» **Work task**: One line at a time, check the entries below for the word "trim", and copy each line that has it.

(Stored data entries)
//! In-memory sink backed by one contiguous buffer.

use std::io;
use std::sync::Mutex;

use super::RandomAccessSink;

/// Growable buffer shared by all fetchers of one download.
///
/// Pre-sized to the resource length when it is known, so fetchers never
/// trigger growth; otherwise writes extend the logical size to the highest
/// byte touched.
#[derive(Debug, Default)]
pub struct MemorySink {
    buffer: Mutex<Vec<u8>>,
}

impl MemorySink {
    /// Buffer of exactly `length` zeroed bytes.
    pub fn with_length(length: u64) -> io::Result<Self> {
        let mut buffer = Vec::new();
        grow(&mut buffer, to_usize(length)?)?;
        Ok(MemorySink {
            buffer: Mutex::new(buffer),
        })
    }

    /// Empty buffer with `capacity` bytes reserved, for unknown lengths.
    pub fn with_capacity(capacity: usize) -> Self {
        MemorySink {
            buffer: Mutex::new(Vec::with_capacity(capacity)),
        }
    }

    /// Current logical size in bytes.
    pub fn len(&self) -> usize {
        self.buffer.lock().map(|b| b.len()).unwrap_or(0)
    }

    pub fn is_empty(&self) -> bool {
        self.len() == 0
    }

    /// Consume the sink and return its contents.
    pub fn into_inner(self) -> Vec<u8> {
        self.buffer
            .into_inner()
            .unwrap_or_else(|poisoned| poisoned.into_inner())
    }
}

impl RandomAccessSink for MemorySink {
    fn write_at(&self, offset: u64, data: &[u8]) -> io::Result<()> {
        let start = to_usize(offset)?;
        let end = start
            .checked_add(data.len())
            .ok_or_else(|| io::Error::new(io::ErrorKind::InvalidInput, "write past addressable memory"))?;

        let mut buf = self
            .buffer
            .lock()
            .map_err(|_| io::Error::new(io::ErrorKind::Other, "memory sink lock poisoned"))?;
        grow(&mut buf, end)?;
        buf[start..end].copy_from_slice(data);
        Ok(())
    }
}

/// Zero-extend `buf` to `len` bytes. Allocation failure is an error, not an abort.
fn grow(buf: &mut Vec<u8>, len: usize) -> io::Result<()> {
    if len <= buf.len() {
        return Ok(());
    }
    buf.try_reserve_exact(len - buf.len()).map_err(|e| {
        io::Error::new(
            io::ErrorKind::OutOfMemory,
            format!("cannot hold {} bytes in memory: {}", len, e),
        )
    })?;
    buf.resize(len, 0);
    Ok(())
}

fn to_usize(n: u64) -> io::Result<usize> {
    usize::try_from(n).map_err(|_| {
        io::Error::new(
            io::ErrorKind::InvalidInput,
            format!("offset {} does not fit in memory", n),
        )
    })
}

#[cfg(test)]
mod tests {
    use super::*;

    #[test]
    fn presized_buffer_keeps_length() {
        let sink = MemorySink::with_length(10).unwrap();
        sink.write_at(0, b"abc").unwrap();
        sink.write_at(7, b"xyz").unwrap();
        assert_eq!(sink.into_inner(), b"abc\0\0\0\0xyz");
    }

    #[test]
    fn oversized_length_is_an_error() {
        let err = MemorySink::with_length(1 << 63).unwrap_err();
        if cfg!(target_pointer_width = "64") {
            assert_eq!(err.kind(), io::ErrorKind::OutOfMemory);
        }
    }

    #[test]
    fn write_at_huge_offset_is_an_error() {
        let sink = MemorySink::with_capacity(0);
        assert!(sink.write_at(1 << 62, b"x").is_err());
        assert!(sink.is_empty());
    }

    #[test]
    fn write_past_end_grows_to_exact_bound() {
        let sink = MemorySink::with_capacity(4);
        sink.write_at(5, b"hi").unwrap();
        assert_eq!(sink.len(), 7);
        sink.write_at(0, b"12345").unwrap();
        assert_eq!(sink.into_inner(), b"12345hi");
    }

    #[test]
    fn empty_write_leaves_sink_empty() {
        let sink = MemorySink::with_capacity(16);
        sink.write_at(0, b"").unwrap();
        assert!(sink.is_empty());
    }

    #[test]
    fn concurrent_disjoint_writes() {
        let sink = MemorySink::with_capacity(0);
        std::thread::scope(|s| {
            for i in 0..8u8 {
                let sink = &sink;
                s.spawn(move || {
                    let chunk = vec![i; 100];
                    sink.write_at(u64::from(i) * 100, &chunk).unwrap();
                });
            }
        });
        let out = sink.into_inner();
        assert_eq!(out.len(), 800);
        for (i, chunk) in out.chunks(100).enumerate() {
            assert!(chunk.iter().all(|&b| b == i as u8));
        }
    }
}
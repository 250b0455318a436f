//! Random-access output targets.
//!
//! A sink accepts writes at arbitrary absolute offsets from many fetchers at
//! once. The plan guarantees fetchers write disjoint spans, so a sink only has
//! to keep concurrent writes memory-safe, not ordered.

mod file;
mod memory;

pub use file::{part_path, FileSink, FileSinkBuilder, PART_SUFFIX};
pub use memory::MemorySink;

use std::io;

/// Somewhere bytes can be written at an arbitrary offset.
pub trait RandomAccessSink: Send + Sync {
    /// Write all of `data` at `offset`, growing the target if needed.
    fn write_at(&self, offset: u64, data: &[u8]) -> io::Result<()>;
}
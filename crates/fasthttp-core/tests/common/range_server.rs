//! Minimal HTTP/1.1 server that supports HEAD and Range GET for integration tests.
//!
//! Serves a single static body. Responds to HEAD with Content-Length and
//! Accept-Ranges: bytes; responds to GET with Range with 206 Partial Content.
//! Every request line and Range header is recorded so tests can assert what
//! went over the wire. Options can make the server lie about the length or cut
//! a body short to exercise failure paths.

#![allow(dead_code)]

use std::io::{Read, Write};
use std::net::TcpListener;
use std::sync::{Arc, Mutex};
use std::thread;

#[derive(Debug, Clone, Copy)]
pub struct RangeServerOptions {
    /// Status returned to HEAD (200 = normal).
    pub head_status: u16,
    /// If false, GET ignores Range and always returns 200 with the full body.
    pub support_ranges: bool,
    /// If false, omit `Accept-Ranges: bytes` header even if ranges work.
    pub advertise_ranges: bool,
    /// If false, HEAD omits `Content-Length`.
    pub advertise_length: bool,
    /// Answer a range GET starting at this offset with the given status.
    pub fail_range_start: Option<(u64, u16)>,
    /// HEAD advertises this `Content-Length` instead of the real body size.
    pub head_length: Option<u64>,
    /// The response whose body starts at this offset (0 for a plain GET)
    /// sends its full `Content-Length` but closes after a few bytes.
    pub truncate_body: Option<u64>,
}

impl Default for RangeServerOptions {
    fn default() -> Self {
        Self {
            head_status: 200,
            support_ranges: true,
            advertise_ranges: true,
            advertise_length: true,
            fail_range_start: None,
            head_length: None,
            truncate_body: None,
        }
    }
}

/// One request as seen by the server.
#[derive(Debug, Clone, PartialEq, Eq)]
pub struct Recorded {
    pub method: String,
    pub range: Option<String>,
}

pub struct RangeServer {
    pub url: String,
    log: Arc<Mutex<Vec<Recorded>>>,
}

impl RangeServer {
    pub fn requests(&self) -> Vec<Recorded> {
        self.log.lock().unwrap().clone()
    }

    pub fn gets(&self) -> Vec<Recorded> {
        self.requests()
            .into_iter()
            .filter(|r| r.method == "GET")
            .collect()
    }
}

/// Starts a server in a background thread serving `body`. The server runs
/// until the process exits.
pub fn start(body: Vec<u8>) -> RangeServer {
    start_with_options(body, RangeServerOptions::default())
}

/// Like `start` but allows customizing server behavior.
pub fn start_with_options(body: Vec<u8>, opts: RangeServerOptions) -> RangeServer {
    let listener = TcpListener::bind("127.0.0.1:0").expect("bind");
    let port = listener.local_addr().unwrap().port();
    let body = Arc::new(body);
    let log = Arc::new(Mutex::new(Vec::new()));
    let server_log = Arc::clone(&log);
    thread::spawn(move || {
        for stream in listener.incoming().flatten() {
            let body = Arc::clone(&body);
            let log = Arc::clone(&server_log);
            thread::spawn(move || handle(stream, &body, opts, &log));
        }
    });
    RangeServer {
        url: format!("http://127.0.0.1:{}/file.bin", port),
        log,
    }
}

fn status_text(code: u16) -> &'static str {
    match code {
        200 => "OK",
        206 => "Partial Content",
        404 => "Not Found",
        416 => "Range Not Satisfiable",
        500 => "Internal Server Error",
        503 => "Service Unavailable",
        _ => "Unknown",
    }
}

fn handle(
    mut stream: std::net::TcpStream,
    body: &[u8],
    opts: RangeServerOptions,
    log: &Mutex<Vec<Recorded>>,
) {
    let _ = stream.set_read_timeout(Some(std::time::Duration::from_secs(2)));
    let _ = stream.set_write_timeout(Some(std::time::Duration::from_secs(2)));
    let mut buf = [0u8; 8192];
    let n = match stream.read(&mut buf) {
        Ok(0) => return,
        Ok(n) => n,
        Err(_) => return,
    };
    let request = match std::str::from_utf8(&buf[..n]) {
        Ok(s) => s,
        Err(_) => return,
    };
    let (method, range_raw) = parse_request(request);
    log.lock().unwrap().push(Recorded {
        method: method.to_string(),
        range: range_raw.clone(),
    });
    let range = range_raw.as_deref().and_then(parse_range);

    let total = body.len() as u64;
    let accept_ranges = if opts.advertise_ranges && opts.support_ranges {
        "Accept-Ranges: bytes\r\n"
    } else {
        ""
    };

    if method.eq_ignore_ascii_case("HEAD") {
        let length = if opts.advertise_length {
            format!("Content-Length: {}\r\n", opts.head_length.unwrap_or(total))
        } else {
            String::new()
        };
        let response = format!(
            "HTTP/1.1 {} {}\r\n{}{}Connection: close\r\n\r\n",
            opts.head_status,
            status_text(opts.head_status),
            length,
            accept_ranges
        );
        let _ = stream.write_all(response.as_bytes());
        return;
    }

    if !method.eq_ignore_ascii_case("GET") {
        let _ = stream.write_all(b"HTTP/1.1 405 Method Not Allowed\r\nConnection: close\r\n\r\n");
        return;
    }

    let ranged = range.filter(|_| opts.support_ranges);
    let slice_start = ranged.map(|(start, _)| start).unwrap_or(0);
    let (status, slice) = match ranged {
        Some((start, _)) if opts.fail_range_start.map(|(s, _)| s) == Some(start) => {
            let code = opts.fail_range_start.map(|(_, c)| c).unwrap_or(500);
            (code, &body[0..0])
        }
        Some((start, end_incl)) => {
            let end_incl = end_incl.min(total.saturating_sub(1));
            if start > end_incl || start >= total {
                (416, &body[0..0])
            } else {
                (206, &body[start as usize..=end_incl as usize])
            }
        }
        None => (200, body),
    };

    let response = format!(
        "HTTP/1.1 {} {}\r\nContent-Length: {}\r\n{}Connection: close\r\n\r\n",
        status,
        status_text(status),
        slice.len(),
        accept_ranges
    );
    let _ = stream.write_all(response.as_bytes());
    if opts.truncate_body == Some(slice_start) && slice.len() > TRUNCATED_LEN {
        let _ = stream.write_all(&slice[..TRUNCATED_LEN]);
        let _ = stream.shutdown(std::net::Shutdown::Both);
        return;
    }
    let _ = stream.write_all(slice);
}

/// Bytes sent before a truncated response closes the connection.
const TRUNCATED_LEN: usize = 16;

/// Returns (method, raw Range header value if present).
fn parse_request(request: &str) -> (&str, Option<String>) {
    let mut method = "";
    let mut range = None;
    for line in request.lines() {
        let line = line.trim();
        if line.is_empty() {
            break;
        }
        if method.is_empty() {
            method = line.split_whitespace().next().unwrap_or("");
            continue;
        }
        if let Some((name, value)) = line.split_once(':') {
            if name.trim().eq_ignore_ascii_case("range") {
                range = Some(value.trim().to_string());
            }
        }
    }
    (method, range)
}

/// Parses `bytes=X-Y` into (start, end_inclusive).
fn parse_range(value: &str) -> Option<(u64, u64)> {
    let part = value.strip_prefix("bytes=")?;
    let (a, b) = part.split_once('-')?;
    let start = a.trim().parse::<u64>().ok()?;
    let end = b.trim();
    let end_incl = if end.is_empty() {
        u64::MAX
    } else {
        end.parse::<u64>().ok()?
    };
    Some((start, end_incl))
}
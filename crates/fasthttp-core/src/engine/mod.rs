//! Download engine.
//!
//! Probes the resource, plans one range per worker, fetches every range
//! concurrently into a shared sink, and waits for all fetchers before
//! reporting success or the first failure in plan order. Fetchers are never
//! cancelled early; once dispatched they run to completion or failure.

mod join;
pub mod task;

use std::path::Path;

use crate::config::FetchConfig;
use crate::error::FetchError;
use crate::planner::{self, DownloadPlan};
use crate::probe::{self, Resource};
use crate::sink::{FileSinkBuilder, MemorySink, RandomAccessSink};

/// Download engine carrying its configuration through every call.
#[derive(Debug, Clone, Default)]
pub struct Downloader {
    config: FetchConfig,
}

impl Downloader {
    pub fn new(config: FetchConfig) -> Self {
        Self { config }
    }

    pub fn config(&self) -> &FetchConfig {
        &self.config
    }

    /// Probe `url` and plan its ranges for `workers` fetchers.
    pub fn prepare(&self, url: &str, workers: u8) -> Result<(Resource, DownloadPlan), FetchError> {
        let resource =
            probe::probe(url, &self.config.curl_options()).map_err(|source| FetchError::Probe {
                url: url.to_string(),
                source,
            })?;
        let plan = planner::plan(resource.length, workers)?;
        tracing::info!(
            url,
            length = resource.length,
            requested = workers,
            workers = plan.worker_count(),
            "planned download"
        );
        Ok((resource, plan))
    }

    /// Fetch every range of `plan` into `sink` and join. Returns bytes written.
    pub fn execute(
        &self,
        url: &str,
        plan: &DownloadPlan,
        sink: &dyn RandomAccessSink,
    ) -> Result<u64, FetchError> {
        let opts = self.config.curl_options();
        let results = join::run_all(sink, url, plan.ranges(), &opts);
        let written = join::first_error(url, results)?;
        tracing::info!(url, bytes = written, "download complete");
        Ok(written)
    }

    /// Probe, plan and fetch `url` into a caller-provided sink.
    pub fn download(
        &self,
        url: &str,
        workers: u8,
        sink: &dyn RandomAccessSink,
    ) -> Result<Resource, FetchError> {
        let (resource, plan) = self.prepare(url, workers)?;
        self.execute(url, &plan, sink)?;
        Ok(resource)
    }

    /// Download `url` into memory and return its bytes.
    pub fn fetch_to_memory(&self, url: &str, workers: u8) -> Result<Vec<u8>, FetchError> {
        let (resource, plan) = self.prepare(url, workers)?;
        let sink = if resource.length > 0 {
            MemorySink::with_length(resource.length).map_err(FetchError::storage)?
        } else {
            MemorySink::with_capacity(self.config.memory_reserve_bytes)
        };
        self.execute(url, &plan, &sink)?;
        Ok(sink.into_inner())
    }

    /// Download `url` to `path`, creating parent directories as needed.
    ///
    /// Bytes land in `<path>.part`, which replaces `path` only on success and
    /// is removed on failure.
    pub fn fetch_to_file(&self, url: &str, path: &Path, workers: u8) -> Result<(), FetchError> {
        let (resource, plan) = self.prepare(url, workers)?;

        let mut builder =
            FileSinkBuilder::create(path).map_err(|e| FetchError::storage_at(path, e))?;
        if let Err(e) = builder.preallocate(resource.length) {
            let sink = builder.build();
            let part = sink.part_path().to_path_buf();
            sink.discard();
            return Err(FetchError::storage_at(part, e));
        }
        let sink = builder.build();

        if let Err(e) = self.execute(url, &plan, &sink) {
            sink.discard();
            return Err(e);
        }
        sink.finalize(self.config.sync_on_finish)
            .map_err(|e| FetchError::storage_at(path, e))?;
        Ok(())
    }
}

/// Download `url` into memory with the default configuration.
pub fn fetch_to_memory(url: &str, workers: u8) -> Result<Vec<u8>, FetchError> {
    Downloader::default().fetch_to_memory(url, workers)
}

/// Download `url` to `path` with the default configuration.
pub fn fetch_to_file(url: &str, path: &Path, workers: u8) -> Result<(), FetchError> {
    Downloader::default().fetch_to_file(url, path, workers)
}
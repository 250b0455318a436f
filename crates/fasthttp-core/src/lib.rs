pub mod config;
pub mod logging;

pub mod engine;
pub mod error;
pub mod fetcher;
pub mod planner;
pub mod probe;
pub mod sink;

pub use engine::{fetch_to_file, fetch_to_memory, Downloader};
pub use error::{FetchError, PlanError, ProbeError};
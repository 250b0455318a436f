//! Single-range HTTP GET streamed into a sink.
//!
//! A `Whole` range is a plain GET that must answer 200; a `Bytes` range sends
//! `Range: bytes=start-end` and must answer 206. Body increments (bounded by
//! the curl receive buffer) are written at increasing absolute offsets from
//! the range start. There are no retries: any failure is final for the range.

use std::cell::{Cell, RefCell};
use std::str;

use crate::config::CurlOptions;
use crate::error::FetchError;
use crate::planner::FetchRange;
use crate::probe::status_code;
use crate::sink::RandomAccessSink;

/// Downloads one range of `url` into `sink`. Returns the number of bytes written.
pub fn fetch_range(
    sink: &dyn RandomAccessSink,
    url: &str,
    range: FetchRange,
    opts: &CurlOptions,
) -> Result<u64, FetchError> {
    let transfer_err = |source| FetchError::Transfer { range, source };
    let expected = range.expected_status();

    // Status of the latest response seen by the header callback; with
    // redirects this ends on the final hop before any body bytes arrive.
    let status: Cell<Option<u32>> = Cell::new(None);
    let storage_error: RefCell<Option<std::io::Error>> = RefCell::new(None);
    let written = Cell::new(0u64);

    let mut easy = curl::easy::Easy::new();
    easy.url(url).map_err(transfer_err)?;
    opts.apply(&mut easy).map_err(transfer_err)?;
    if let Some(r) = range.curl_range() {
        easy.range(&r).map_err(transfer_err)?;
    }

    let outcome = {
        let mut transfer = easy.transfer();
        transfer
            .header_function(|data| {
                if let Some(code) = str::from_utf8(data).ok().and_then(status_code) {
                    status.set(Some(code));
                }
                true
            })
            .map_err(transfer_err)?;
        transfer
            .write_function(|data| {
                // Never place a body we did not ask for (e.g. a 200 full body
                // answering a range request) into the sink.
                if status.get() != Some(expected) {
                    return Ok(0);
                }
                let offset = range.start() + written.get();
                match sink.write_at(offset, data) {
                    Ok(()) => {
                        written.set(written.get() + data.len() as u64);
                        Ok(data.len())
                    }
                    Err(e) => {
                        *storage_error.borrow_mut() = Some(e);
                        Ok(0) // abort transfer
                    }
                }
            })
            .map_err(transfer_err)?;
        transfer.perform()
    };

    let outcome = match outcome {
        Err(e) if !e.is_write_error() => return Err(transfer_err(e)),
        other => other,
    };

    let actual = easy.response_code().map_err(transfer_err)?;
    if actual != expected {
        return Err(FetchError::RangeRequest {
            expected,
            actual,
            range,
        });
    }
    if let Some(e) = storage_error.into_inner() {
        return Err(FetchError::storage(e));
    }
    outcome.map_err(transfer_err)?;

    let written = written.get();
    tracing::debug!(url, ?range, bytes = written, "range complete");
    Ok(written)
}
//! Error types for probing, planning, fetching and storage.
//!
//! Every error is fatal to the download call that produced it. Callers get a
//! single `FetchError` per call; a sink left behind by a failed call must be
//! treated as invalid.

use std::path::PathBuf;

use thiserror::Error;

use crate::planner::FetchRange;

/// Failure of the metadata (HEAD) request.
#[derive(Debug, Error)]
pub enum ProbeError {
    /// The request could not be performed (DNS, connect, TLS, ...).
    #[error("metadata request failed: {0}")]
    Request(#[source] curl::Error),
    /// The server answered with a non-success status.
    #[error("bad response code: {0}")]
    BadStatus(u32),
}

/// Invalid worker count handed to the planner.
#[derive(Debug, Clone, Copy, PartialEq, Eq, Error)]
pub enum PlanError {
    #[error("cannot plan a download with zero workers")]
    ZeroWorkers,
    #[error("invalid worker count {0}: must fit in a single byte (1..=255)")]
    TooManyWorkers(u64),
}

/// Outcome error of one download call.
#[derive(Debug, Error)]
pub enum FetchError {
    #[error("probing {url}: {source}")]
    Probe {
        url: String,
        #[source]
        source: ProbeError,
    },

    #[error(transparent)]
    Plan(#[from] PlanError),

    /// A GET returned a status other than the one its range requires.
    #[error("bad response code: {actual} (expected {expected}){}", describe_range(.range))]
    RangeRequest {
        expected: u32,
        actual: u32,
        range: FetchRange,
    },

    /// The body stream failed mid-transfer.
    #[error("transfer failed{}: {source}", describe_range(.range))]
    Transfer {
        range: FetchRange,
        #[source]
        source: curl::Error,
    },

    /// The destination could not be created or written.
    #[error("storage error{}: {source}", describe_path(.path))]
    Storage {
        path: Option<PathBuf>,
        #[source]
        source: std::io::Error,
    },

    /// A fetch worker panicked or a blocking task could not be joined.
    #[error("fetch worker failed: {0}")]
    Worker(String),
}

impl FetchError {
    pub(crate) fn storage(source: std::io::Error) -> Self {
        FetchError::Storage { path: None, source }
    }

    pub(crate) fn storage_at(path: impl Into<PathBuf>, source: std::io::Error) -> Self {
        FetchError::Storage {
            path: Some(path.into()),
            source,
        }
    }
}

fn describe_range(range: &FetchRange) -> String {
    match range {
        FetchRange::Whole => String::new(),
        FetchRange::Bytes { start, end } => {
            format!(" while reading bytes {} through {}", start, end)
        }
    }
}

fn describe_path(path: &Option<PathBuf>) -> String {
    path.as_ref()
        .map(|p| format!(" at {}", p.display()))
        .unwrap_or_default()
}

» **Task solution**:
        let line = line.trim();
            if name.trim().eq_ignore_ascii_case("range") {
                range = Some(value.trim().to_string());
    let start = a.trim().parse::<u64>().ok()?;
    let end = b.trim();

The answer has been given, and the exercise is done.